§ **Exercise requirements**: Everything in the listing below from the line containing "Step function of" through the line containing "let mean = alerts.iter().map(|a|" must be repeated exactly; the remaining lines are not wanted.
....
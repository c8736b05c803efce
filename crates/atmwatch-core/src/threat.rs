// ── Aggregate threat computation ──
//
// Derives the top-level status indicator from a visible alert set.
// Recomputed on every call -- never cached across filter changes or
// poll refreshes.

use serde::Serialize;

use crate::model::{Alert, EngineState, Severity};

/// Aggregate threat picture for a visible alert set.
#[derive(Debug, Clone, Copy, PartialEq, Serialize)]
pub struct ThreatSummary {
    /// Arithmetic mean of the alerts' threat scores, rounded to one
    /// decimal place. An empty set yields exactly 0.0.
    pub score: f64,
    /// Step function of the rounded score (see `EngineState::from_score`).
    pub engine_state: EngineState,
}

impl ThreatSummary {
    pub fn aggregate(alerts: &[Alert]) -> Self {
        if alerts.is_empty() {
            return Self {
                score: 0.0,
                engine_state: EngineState::Safe,
            };
        }

        #[allow(clippy::cast_precision_loss)]
        let mean = alerts.iter().map(|a| a.threat_score).sum::<f64>() / alerts.len() as f64;
        let score = (mean * 10.0).round() / 10.0;

        Self {
            score,
            engine_state: EngineState::from_score(score),
        }
    }
}

/// Per-band alert counts.
#[derive(Debug, Clone, Copy, Default, PartialEq, Eq, Serialize)]
pub struct SeverityDistribution {
    pub low: usize,
    pub medium: usize,
    pub high: usize,
    pub critical: usize,
}

impl SeverityDistribution {
    pub fn tally(alerts: &[Alert]) -> Self {
        let mut dist = Self::default();
        for alert in alerts {
            match alert.severity {
                Severity::Low => dist.low += 1,
                Severity::Medium => dist.medium += 1,
                Severity::High => dist.high += 1,
                Severity::Critical => dist.critical += 1,
            }
        }
        dist
    }

    pub fn count(self, severity: Severity) -> usize {
        match severity {
            Severity::Low => self.low,
            Severity::Medium => self.medium,
            Severity::High => self.high,
            Severity::Critical => self.critical,
        }
    }

    pub fn total(self) -> usize {
        self.low + self.medium + self.high + self.critical
    }
}

/// Count of alerts not yet acknowledged.
pub fn unacknowledged_count(alerts: &[Alert]) -> usize {
    alerts.iter().filter(|a| !a.acknowledged).count()
}
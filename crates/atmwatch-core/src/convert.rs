// ── Wire-row to domain conversions ──
//
// The single schema-adapter boundary for the backend's inconsistent
// rows. Alias precedence, truthiness coercion, and timestamp decoding
// all live here -- consumers never apply inline fallbacks. Every
// conversion is total: a malformed field degrades to a defined fallback
// value, never an error.

use chrono::{DateTime, Utc};
use serde_json::Value;
use tracing::warn;

use atmwatch_api::models::{ActivityRow, AlertRow, AtmRow, TelemetryRow};

use crate::model::{
    Alert, AlertType, Atm, AuditEntry, DeviceState, EngineState, Location, ResponderContact,
    Severity, SignalType, TelemetryRecord,
};

// ── Field decoding helpers ──────────────────────────────────────────

/// Decode a backend timestamp: RFC3339 strings or epoch seconds.
///
/// Malformed or absent values decode to the Unix epoch, so they sort
/// last under the default newest-first ordering. Deterministic by
/// construction.
pub fn parse_timestamp(value: &Value) -> DateTime<Utc> {
    parse_timestamp_opt(value).unwrap_or(DateTime::UNIX_EPOCH)
}

/// Like [`parse_timestamp`], but absent/malformed stays `None` for
/// genuinely optional fields.
pub fn parse_timestamp_opt(value: &Value) -> Option<DateTime<Utc>> {
    match value {
        Value::String(s) => DateTime::parse_from_rfc3339(s)
            .ok()
            .map(|dt| dt.with_timezone(&Utc)),
        Value::Number(n) => {
            // Epoch seconds, possibly fractional.
            let secs = n.as_f64()?;
            #[allow(clippy::cast_possible_truncation)]
            DateTime::from_timestamp(secs.trunc() as i64, 0)
        }
        _ => None,
    }
}

/// Coerce the backend's bool-or-0/1 sensor flags.
fn truthy(value: &Value) -> bool {
    match value {
        Value::Bool(b) => *b,
        Value::Number(n) => n.as_f64().is_some_and(|f| f != 0.0),
        _ => false,
    }
}

/// Render an id field that may arrive as a string or a number.
fn value_to_id(value: &Value) -> Option<String> {
    match value {
        Value::String(s) if !s.is_empty() => Some(s.clone()),
        Value::Number(n) => Some(n.to_string()),
        _ => None,
    }
}

// ── Device ──────────────────────────────────────────────────────────

/// Split the backend's free-text `"branch, city"` location string.
///
/// A single segment doubles as both branch and city.
fn split_location(raw: &str) -> Option<Location> {
    let raw = raw.trim();
    if raw.is_empty() {
        return None;
    }
    let parts: Vec<&str> = raw.split(',').map(str::trim).collect();
    let branch = parts[0].to_owned();
    let rest = parts[1..].join(", ");
    let city = if rest.is_empty() { branch.clone() } else { rest };
    Some(Location {
        branch,
        city,
        lat: None,
        lng: None,
    })
}

fn responder_from_extra(extra: &serde_json::Map<String, Value>) -> Option<ResponderContact> {
    let obj = extra
        .get("nearestPoliceStation")
        .or_else(|| extra.get("nearest_responder"))?
        .as_object()?;
    Some(ResponderContact {
        name: obj.get("name")?.as_str()?.to_owned(),
        phone: obj
            .get("phone")
            .and_then(Value::as_str)
            .unwrap_or_default()
            .to_owned(),
        distance: obj
            .get("distance")
            .and_then(Value::as_str)
            .map(str::to_owned),
    })
}

/// Adapt a raw device row. Returns `None` when the row carries no
/// device key under either alias -- such rows cannot be joined to
/// anything and are dropped with a warning.
pub fn atm_from_row(row: AtmRow) -> Option<Atm> {
    let Some(device_id) = row.atm_id.clone().or_else(|| row.device_id.clone()) else {
        warn!("dropping device row without atm_id/device_id");
        return None;
    };

    let current_state = match row.status.as_deref() {
        Some(s) if s.eq_ignore_ascii_case("online") => DeviceState::Normal,
        _ => DeviceState::Offline,
    };

    let mut location = row.location.as_deref().and_then(split_location);
    if let Some(ref mut loc) = location {
        loc.lat = row.extra.get("lat").and_then(Value::as_f64);
        loc.lng = row.extra.get("lng").and_then(Value::as_f64);
    }

    let last_heartbeat = row
        .last_heartbeat
        .as_ref()
        .and_then(parse_timestamp_opt);

    let buzzer_enabled = row
        .extra
        .get("buzzer_enabled")
        .or_else(|| row.extra.get("buzzerEnabled"))
        .is_some_and(truthy);

    Some(Atm {
        device_id,
        current_state,
        responder: responder_from_extra(&row.extra),
        location,
        last_heartbeat,
        buzzer_enabled,
    })
}

// ── Telemetry ───────────────────────────────────────────────────────

pub fn telemetry_from_row(row: TelemetryRow) -> TelemetryRecord {
    TelemetryRecord {
        timestamp: parse_timestamp(&row.timestamp),
        pir: truthy(&row.pir),
        vibration: truthy(&row.vibration),
        fire_model: row.fire_model,
        cam_blocking: row.cam_blocking,
        person_count: row.person_count,
        state: row.state,
        buzzer_status: row.buzzer_status,
        device_id: row.device_id,
    }
}

// ── Alert ───────────────────────────────────────────────────────────

pub fn alert_from_row(row: AlertRow) -> Alert {
    let signal_types = row
        .signal_types
        .iter()
        .filter_map(|s| SignalType::parse(s))
        .collect();

    Alert {
        timestamp: parse_timestamp(&row.timestamp),
        severity: Severity::parse(&row.severity),
        alert_type: AlertType::parse(&row.alert_type),
        state: EngineState::parse(&row.state),
        threat_score: row.threat_score.clamp(0.0, 10.0),
        signal_types,
        acknowledged: row.acknowledged.unwrap_or(false),
        archived: row.archived.unwrap_or(false),
        acknowledged_by: row.acknowledged_by,
        acknowledged_at: row.acknowledged_at.as_ref().and_then(parse_timestamp_opt),
        id: row.id,
        device_id: row.device_id,
        message: row.message,
    }
}

// ── Audit log ───────────────────────────────────────────────────────

pub fn audit_from_row(row: ActivityRow) -> AuditEntry {
    let timestamp = parse_timestamp(&row.timestamp);

    // Actor precedence: userName, then userId, then user_id.
    let user = row
        .user_name
        .or(row.user_id_camel)
        .or(row.user_id)
        .unwrap_or_else(|| "unknown".into());

    // Target precedence: target, then device_id.
    let target = row.target.or(row.device_id);

    let id = row
        .id
        .as_ref()
        .and_then(value_to_id)
        .unwrap_or_else(|| format!("act:{}", timestamp.timestamp_millis()));

    AuditEntry {
        id,
        user,
        action: row.action,
        target,
        timestamp,
    }
}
....
§ **Solution to this exercise**:
    /// Step function of the rounded score (see `EngineState::from_score`).
    pub engine_state: EngineState,
}

impl ThreatSummary {
    pub fn aggregate(alerts: &[Alert]) -> Self {
        if alerts.is_empty() {
            return Self {
                score: 0.0,
                engine_state: EngineState::Safe,
            };
        }

        #[allow(clippy::cast_precision_loss)]
        let mean = alerts.iter().map(|a| a.threat_score).sum::<f64>() / alerts.len() as f64;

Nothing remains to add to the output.